- **Problem**
Extract from the entries below, exactly as given, only the lines from the line containing "use thiserror::Error;" to the line containing "up to date.", both lines included.

- **Information given**

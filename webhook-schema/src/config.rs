//! Configuration types for the SchemaInitializer.

use crate::errors::InitError;
use crate::types::{FieldPath, IndexOptions, IndexSpec, SortDirection};

/// Default database holding captured webhook requests.
pub const DEFAULT_DATABASE_NAME: &str = "webhook_db";

/// Default collection holding captured webhook requests.
pub const DEFAULT_COLLECTION_NAME: &str = "webhook_requests";

/// The secondary indexes the webhook request collection needs, in order.
///
/// - `{timestamp: -1}` for newest-first listing
/// - `{method: 1}` and `{path: 1}` for filtering
/// - `{"headers.x-signature": 1}` for signature lookups
pub fn webhook_request_indexes() -> Vec<IndexSpec> {
    [
        ("timestamp", SortDirection::Descending),
        ("method", SortDirection::Ascending),
        ("path", SortDirection::Ascending),
        ("headers.x-signature", SortDirection::Ascending),
    ]
    .into_iter()
    .map(|(field, direction)| IndexSpec {
        keys: vec![(FieldPath::from_static(field), direction)],
        options: IndexOptions::default(),
    })
    .collect()
}

/// What the initializer should make exist: a database, one collection in it,
/// and an ordered list of indexes on that collection.
#[derive(Debug, Clone, PartialEq, Eq)]
pub struct SchemaTarget {
    pub database: String,
    pub collection: String,
    pub indexes: Vec<IndexSpec>,
}

impl Default for SchemaTarget {
    fn default() -> Self {
        Self::new(DEFAULT_DATABASE_NAME, DEFAULT_COLLECTION_NAME)
    }
}

impl SchemaTarget {
    /// Target the given database and collection with the webhook request indexes.
    ///
    /// # Arguments
    ///
    /// * `database` - The database name
    /// * `collection` - The collection name
    pub fn new(database: impl Into<String>, collection: impl Into<String>) -> Self {
        Self {
            database: database.into(),
            collection: collection.into(),
            indexes: webhook_request_indexes(),
        }
    }

    /// Replace the desired index list.
    pub fn with_indexes(mut self, indexes: Vec<IndexSpec>) -> Self {
        self.indexes = indexes;
        self
    }

    /// Validate names and every index spec, and reject two specs resolving to
    /// the same index name.
    pub fn validate(&self) -> Result<(), InitError> {
        validate_namespace_part("database", &self.database)?;
        validate_namespace_part("collection", &self.collection)?;
        if self.collection.starts_with("system.") {
            return Err(InitError::validation(format!(
                "Collection name '{}' is reserved",
                self.collection
            )));
        }

        for (i, spec) in self.indexes.iter().enumerate() {
            spec.validate()?;
            let name = spec.name();
            if self.indexes[..i].iter().any(|other| other.name() == name) {
                return Err(InitError::validation(format!(
                    "Index '{}' is listed more than once",
                    name
                )));
            }
        }
        Ok(())
    }
}

fn validate_namespace_part(kind: &str, name: &str) -> Result<(), InitError> {
    if name.is_empty() {
        return Err(InitError::validation(format!("{} name cannot be empty", kind)));
    }
    let forbidden_in_database = kind == "database" && name.contains(['.', '/', '\\', ' ', '"']);
    if name.contains(['\0', '$']) || forbidden_in_database {
        return Err(InitError::validation(format!(
            "{} name '{}' contains invalid characters",
            kind,
            name.escape_default()
        )));
    }
    Ok(())
}

#[cfg(test)]
mod tests {
    use super::*;

    #[test]
    fn test_webhook_request_indexes() {
        let names: Vec<String> = webhook_request_indexes().iter().map(|s| s.name()).collect();
        assert_eq!(
            names,
            vec!["timestamp_-1", "method_1", "path_1", "headers.x-signature_1"]
        );

        let timestamp = &webhook_request_indexes()[0];
        assert_eq!(timestamp.keys[0].1, SortDirection::Descending);
        assert!(!timestamp.options.unique);
    }

    #[test]
    fn test_default_target() {
        let target = SchemaTarget::default();
        assert_eq!(target.database, "webhook_db");
        assert_eq!(target.collection, "webhook_requests");
        assert_eq!(target.indexes.len(), 4);
        assert!(target.validate().is_ok());
    }

    #[test]
    fn test_invalid_names() {
        assert!(SchemaTarget::new("", "webhook_requests").validate().is_err());
        assert!(SchemaTarget::new("webhook.db", "webhook_requests").validate().is_err());
        assert!(SchemaTarget::new("webhook_db", "").validate().is_err());
        assert!(SchemaTarget::new("webhook_db", "system.views").validate().is_err());
        assert!(SchemaTarget::new("webhook_db", "$cmd").validate().is_err());
    }

    #[test]
    fn test_duplicate_index_names_rejected() {
        let mut indexes = webhook_request_indexes();
        indexes.push(indexes[1].clone());
        let target = SchemaTarget::default().with_indexes(indexes);
        assert!(matches!(
            target.validate(),
            Err(InitError::ValidationError(_))
        ));
    }
}
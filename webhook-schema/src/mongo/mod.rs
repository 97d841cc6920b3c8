//! MongoDB implementation of the schema catalog.
//!
//! This module provides a concrete implementation of `SchemaCatalog`
//! using the official MongoDB driver.

mod catalog;
mod index_model;

pub use catalog::MongoCatalog;
pub use index_model::{existing_index_from_model, index_model_from_spec, keys_document};
//! # Webhook Schema Init
//!
//! Zero-argument deployment entrypoint that prepares the webhook request
//! store: it reads its settings from the environment, connects to MongoDB,
//! runs the schema initializer once and exits.
//!
//! ## Modules
//!
//! - [`config`]: Environment configuration and dependency wiring
//! - [`runner`]: One bounded run with guaranteed connection release
//! - [`errors`]: Error types and exit codes

pub mod config;
pub mod errors;
pub mod runner;

pub use config::{Dependencies, InitConfig, RunMode};
pub use errors::BootstrapError;
pub use runner::{connect_and_run, run, Outcome};
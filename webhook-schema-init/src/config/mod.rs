//! Configuration and dependency initialization.

mod dependencies;
mod settings;

pub use dependencies::Dependencies;
pub use settings::{
    redact_url, InitConfig, RunMode, DEFAULT_MONGODB_TIMEOUT_SECS, DEFAULT_MONGODB_URL,
    DEFAULT_RUN_TIMEOUT_SECS,
};
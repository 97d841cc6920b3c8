//! Error types for the schema init entrypoint.

use thiserror::Error;
use webhook_schema::{InitError, SchemaPlan};

/// Errors that can end a schema init run.
#[derive(Error, Debug)]
pub enum BootstrapError {
    /// Configuration error.
    #[error("Configuration error: {0}")]
    ConfigError(String),

    /// Schema initialization error.
    #[error(transparent)]
    Init(#[from] InitError),

    /// Check mode found changes that still need to be applied.
    #[error("Schema is out of date: collection missing: {collection_missing}, pending indexes: {pending:?}")]
    Drift {
        collection_missing: bool,
        pending: Vec<String>,
    },
}

impl BootstrapError {
    /// Create a configuration error.
    pub fn config(msg: impl Into<String>) -> Self {
        Self::ConfigError(msg.into())
    }

    /// Create a drift error from a plan that is not up to date.
    pub fn drift(plan: &SchemaPlan) -> Self {
        Self::Drift {
            collection_missing: !plan.collection_exists,
            pending: plan.pending(),
        }
    }

    /// Process exit status for this error.
    ///
    /// Initialization errors keep their own codes (2 connection, 3 permission,
    /// 4 schema conflict), drift is 5, configuration is 1.
    pub fn exit_code(&self) -> u8 {
        match self {
            Self::ConfigError(_) => 1,
            Self::Init(e) => e.exit_code(),
            Self::Drift { .. } => 5,
        }
    }
}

- **Written response**
use thiserror::Error;
use webhook_schema::{InitError, SchemaPlan};

/// Errors that can end a schema init run.
#[derive(Error, Debug)]
pub enum BootstrapError {
    /// Configuration error.
    #[error("Configuration error: {0}")]
    ConfigError(String),

    /// Schema initialization error.
    #[error(transparent)]
    Init(#[from] InitError),

    /// Check mode found changes that still need to be applied.
    #[error("Schema is out of date: collection missing: {collection_missing}, pending indexes: {pending:?}")]
    Drift {
        collection_missing: bool,
        pending: Vec<String>,
    },
}

impl BootstrapError {
    /// Create a configuration error.
    pub fn config(msg: impl Into<String>) -> Self {
        Self::ConfigError(msg.into())
    }

    /// Create a drift error from a plan that is not up to date.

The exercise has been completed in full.